Tutte azioni che contribuiscono a mitigare il cambiamento climatico e a prevenire le malattie croniche.

Sono anche le opportunità che la pandemia ci offre e che occorre saper cogliere con uno sforzo di integrazione delle competenze e professionalità nel nostro Paese, senza improvvisazioni.

L'imposizione del lockdown ha visto, ad esempio, cambiare la domanda di trasporto a causa del lavoro agile da casa. Molte città hanno incoraggiato l'uso della bicicletta e l'ampliamento delle piste ciclabili e pedonali, ma con timidezza e senza svolte radicali. La pandemia ha suscitato un ampio dibattito sul destino del trasporto, sulla possibilità di co-benefici di salute aumentando l’attività fisica, su come si possano progettare nuovi veicoli “sostenibili” e la mobilità come servizio, in modo da proteggere la salute delle persone e aumentare la fiducia nel trasporto pubblico. Insomma, il tema di una città diversa, con una migliore pianificazione del territorio, del verde pubblico e del suo uso, e dei trasporti (da privato motorizzato a pubblico ed attivo) può portare a città neutre dal punto di vista delle emissioni di gas serra, più vivibili e più sane.

Dialogare di più

La possibilità che le strutture impegnate nella tutela e nella promozione della salute pubblica e dell’ambiente siano realmente in grado di incidere sulle politiche non sanitarie è al momento limitata. Nel 2007 fu lanciato un accordo intersettoriale dal titolo “Guadagnare salute”, ma da allora molto poco è stato fatto. Questa è l’occasione per aumentare il dialogo fra i diversi comparti dell’amministrazione pubblica intorno a queste nuove priorità e per creare canali di comunicazione non occasionali con i settori dello sviluppo economico, del trasporto, dell’urbanistica, dell’agricoltura e dell’economia.

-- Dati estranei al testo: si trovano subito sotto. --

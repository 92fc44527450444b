//! Dice roll resolution.
//!
//! Formulas such as `2d6+3` are parsed into [`DiceFormula`] values and rolled
//! by a [`RollEngine`] against any [`RandomSource`]. Results are plain data
//! with `Display` renderings for logs and chat.

mod engine;
mod extended;
mod formula;
mod result;
mod source;

pub use engine::RollEngine;
pub use extended::{ExtendedRoll, Reroll, RollDetail, RollLimits};
pub use formula::{parse_formula, validate_formula, DiceFormula, MAX_DICE};
pub use result::{AttackRoll, DiceStringRoll, MultiRoll, RollMode, RollResult, CRITICAL_DIE};
pub use source::{draw_die, unit_for_face, RandomSource, RngSource, ScriptedSource};
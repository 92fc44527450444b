use std::cmp::Reverse;

use crate::die::DieFace;
use crate::math::{quantize, Vector3};

use super::FaceGroup;

/// A face pairs with its partner only when their normals' dot product is
/// below this value. Faces of the tetrahedron (dot = -1/3) stay unpaired.
pub const ANTIPODE_THRESHOLD: f64 = -0.9;

/// Decimal digits kept when comparing normals for the numbering order.
const SORT_DIGITS: u32 = 6;

/// Numbers face groups so opposite faces sum to `face_count + 1`.
///
/// Faces are paired greedily with their most opposite unpaired partner, then
/// the pairs are ordered by the upper face's normal (`y` descending, then `z`,
/// then `x`) to make numbering repeatable. Pair `i` gives `i + 1` to its upper
/// face and `face_count - i` to the lower one; an unpaired face `i` gets
/// `i + 1`.
///
/// Greedy pairing is only meaningful for the centrally symmetric solids used
/// for dice and for the tetrahedron, where nothing pairs.
pub struct AssignFaceValues<'a> {
    groups: &'a [FaceGroup],
    face_count: usize,
    antipode_threshold: f64,
}

impl<'a> AssignFaceValues<'a> {
    /// Creates a new `AssignFaceValues` query for the die's nominal face count.
    #[must_use]
    pub fn new(groups: &'a [FaceGroup], face_count: usize) -> Self {
        Self {
            groups,
            face_count,
            antipode_threshold: ANTIPODE_THRESHOLD,
        }
    }

    /// Sets a custom antipode threshold.
    #[must_use]
    pub fn with_antipode_threshold(mut self, threshold: f64) -> Self {
        self.antipode_threshold = threshold;
        self
    }

    /// Executes the query, returning faces sorted by value.
    ///
    /// If the number of groups differs from the nominal face count the result
    /// is truncated to the nominal count.
    #[must_use]
    #[allow(clippy::cast_possible_truncation)]
    pub fn execute(&self) -> Vec<DieFace> {
        let mut pairs = self.pair_antipodes();
        pairs.sort_by_key(|pair| sort_key(&self.groups[pair[0]].normal));

        let total = self.groups.len() as u32;
        let face = |value: u32, g: usize| {
            DieFace::new(value, self.groups[g].normal, self.groups[g].center)
        };
        let mut faces = Vec::with_capacity(self.groups.len());
        for (idx, pair) in pairs.iter().enumerate() {
            let low = idx as u32 + 1;
            match pair.as_slice() {
                [upper, lower] => {
                    faces.push(face(low, *upper));
                    faces.push(face(total - idx as u32, *lower));
                }
                [single] => faces.push(face(low, *single)),
                _ => {}
            }
        }

        if faces.len() != self.face_count {
            tracing::warn!(
                groups = faces.len(),
                expected = self.face_count,
                "face clustering does not match the nominal face count"
            );
            faces.sort_by_key(|f| f.value);
            faces.truncate(self.face_count);
        }

        faces.sort_by_key(|f| f.value);
        faces
    }

    /// Pairs each group with its most opposite unpaired partner. Pairs are
    /// returned upper face first.
    fn pair_antipodes(&self) -> Vec<Vec<usize>> {
        let n = self.groups.len();
        let mut used = vec![false; n];
        let mut pairs = Vec::new();

        for i in 0..n {
            if used[i] {
                continue;
            }
            used[i] = true;

            let partner = (0..n)
                .filter(|&j| !used[j])
                .map(|j| (j, self.groups[i].normal.dot(&self.groups[j].normal)))
                .filter(|&(_, dot)| dot < self.antipode_threshold)
                .min_by(|a, b| a.1.total_cmp(&b.1));

            match partner {
                Some((j, _)) => {
                    used[j] = true;
                    if sort_key(&self.groups[i].normal) <= sort_key(&self.groups[j].normal) {
                        pairs.push(vec![i, j]);
                    } else {
                        pairs.push(vec![j, i]);
                    }
                }
                None => pairs.push(vec![i]),
            }
        }
        pairs
    }
}

/// Orders normals by `y`, then `z`, then `x`, all descending.
fn sort_key(normal: &Vector3) -> (Reverse<i64>, Reverse<i64>, Reverse<i64>) {
    (
        Reverse(quantize(normal.y, SORT_DIGITS)),
        Reverse(quantize(normal.z, SORT_DIGITS)),
        Reverse(quantize(normal.x, SORT_DIGITS)),
    )
}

Occorre, cioè, creare la possibilità che le evidenze scientifiche acquisite in materia di integrazione ambiente-salute vengano tradotte in scelte consapevoli nella formulazione delle politiche. Indispensabile è in ogni caso garantire una integrazione del Servizio sanitario nazionale (Ssn) con il Sistema nazionale della protezione ambiente (Snoa). Da tempo cercano a fatica il confronto, ma manca un quadro di riferimento istituzionale. Per quanto riguarda l’ambiente ben due progetti del ministero della Salute hanno posto le basi per il lavoro comune. Il ministero aveva anche promosso una taskforce ambiente e salute. Tutto lavoro che ora può essere valorizzato.